The German C. Plath sextant is regarded as the "Rolls Royce" of nautical sextants. This is the best sextant that we offer. This Hampton Nautical premium quality 12 inch radius sextant is a beautiful full scale reproduction of the venerable C. Plath micrometer drum brass sextant. Each sextant has a unique serial number stamped on the handle. There are six swing-arm filters mounted on thick brass filter mounts. The telescope has a large objective lens and produces a very bright and clear erect image. There are a pair of levers that when squeezed, pull the micrometer pinion away from the ground rack, allowing fast large angular movements of the index arm. The sextant is shipped with the mirrors correctly adjusted, and further adjustments can be made using three inset adjustment screws. The limb on the sextant is engraved “Hampton Nautical" while on the back of the sextant is a hardwood handle.
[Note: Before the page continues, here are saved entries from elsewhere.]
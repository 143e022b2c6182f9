use tracing::{info, warn};

use super::password::{hash_password, verify_password};
use crate::{
    error::AppError,
    users::repo::UserStore,
    users::repo_types::User,
};

pub const EMAIL_TAKEN: &str = "Email already registered";

/// Creates a user. A duplicate email is refused up front and, if a concurrent insert wins the race,
/// again by the store's unique constraint.
pub async fn register_user(
    users: &dyn UserStore,
    name: &str,
    email: &str,
    password: &str,
) -> Result<User, AppError> {
    if users.find_by_email(email).await?.is_some() {
        warn!("registration with existing email");
        return Err(AppError::Conflict(EMAIL_TAKEN.into()));
    }

    let hash = hash_password(password)?;
    let user = users
        .create(name, email, &hash)
        .await
        .map_err(|e| AppError::from_store(e, EMAIL_TAKEN))?;

    info!(user_id = user.id, "user registered");
    Ok(user)
}

/// Checks credentials without revealing which half was wrong.
pub async fn authenticate_credentials(
    users: &dyn UserStore,
    email: &str,
    password: &str,
) -> Result<User, AppError> {
    match users.find_by_email(email).await? {
        Some(user) if verify_password(password, &user.password_hash) => Ok(user),
        Some(user) => {
            warn!(user_id = user.id, "login with wrong password");
            Err(AppError::InvalidCredentials)
        }
        None => {
            warn!("login for unknown email");
            Err(AppError::InvalidCredentials)
        }
    }
}

/// Replaces the stored hash. Outstanding access tokens stay valid until they expire.
pub async fn set_password(users: &dyn UserStore, user: &User, new_password: &str) -> Result<(), AppError> {
    let hash = hash_password(new_password)?;
    users.update_password(user.id, &hash).await?;
    info!(user_id = user.id, "password changed");
    Ok(())
}

#[cfg(test)]
mod tests {
    use super::*;
    use crate::users::{memory::InMemoryUserStore, repo::StoreError};
    use async_trait::async_trait;

    /// Loses the race: the lookup misses, then the unique constraint rejects the insert.
    #[derive(Default)]
    struct LateDuplicateStore {
        inner: InMemoryUserStore,
    }

    #[async_trait]
    impl UserStore for LateDuplicateStore {
        async fn find_by_email(&self, _email: &str) -> Result<Option<User>, StoreError> {
            Ok(None)
        }
        async fn create(&self, name: &str, email: &str, password_hash: &str) -> Result<User, StoreError> {
            self.inner.create(name, email, password_hash).await
        }
        async fn update_password(&self, id: i64, password_hash: &str) -> Result<(), StoreError> {
            self.inner.update_password(id, password_hash).await
        }
        async fn update_profile(
            &self,
            id: i64,
            name: Option<&str>,
            email: Option<&str>,
        ) -> Result<User, StoreError> {
            self.inner.update_profile(id, name, email).await
        }
        async fn delete(&self, id: i64) -> Result<(), StoreError> {
            self.inner.delete(id).await
        }
    }

    #[tokio::test]
    async fn concurrent_duplicate_becomes_conflict() {
        let store = LateDuplicateStore::default();
        register_user(&store, "Ana", "ana@x.com", "Secret123!").await.unwrap();

        let err = register_user(&store, "Ana Two", "ana@x.com", "Other456!")
            .await
            .unwrap_err();
        match err {
            AppError::Conflict(msg) => assert_eq!(msg, EMAIL_TAKEN),
            other => panic!("expected conflict, got {other:?}"),
        }
        assert_eq!(store.inner.count(), 1);
    }

    #[tokio::test]
    async fn wrong_password_and_unknown_email_fail_alike() {
        let store = InMemoryUserStore::default();
        register_user(&store, "Ana", "ana@x.com", "Secret123!").await.unwrap();

        let wrong = authenticate_credentials(&store, "ana@x.com", "nope-nope").await;
        let unknown = authenticate_credentials(&store, "bob@x.com", "Secret123!").await;
        assert!(matches!(wrong, Err(AppError::InvalidCredentials)));
        assert!(matches!(unknown, Err(AppError::InvalidCredentials)));
        assert!(authenticate_credentials(&store, "ana@x.com", "Secret123!").await.is_ok());
    }
}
The sextant comes with a beautiful felt-lined hardwood case which is made out of a high quality smooth finish hardwood. The box has one clasp and a brass filling of an anchor with rope Hampton Nautical embedded in the top of the box.
Custom Engraving is available on this item with a minimum quantity purchased. Contact us for details.
Polished brass body and mechanisms
Glass optics for a clear view (not plastic lenses)
Fully functional sextant operates like a real navigational tool
Solid rosewood box lined with felt to store sextant
Brass anchor emblem inset in face of rosewood box
Custom engraving/ photo etching available; logos, pictures, and slogans can easily be put on any item. Typical custom order minimum is 100+ pieces. Minimum lead time to produce and engrave is 4+ weeks.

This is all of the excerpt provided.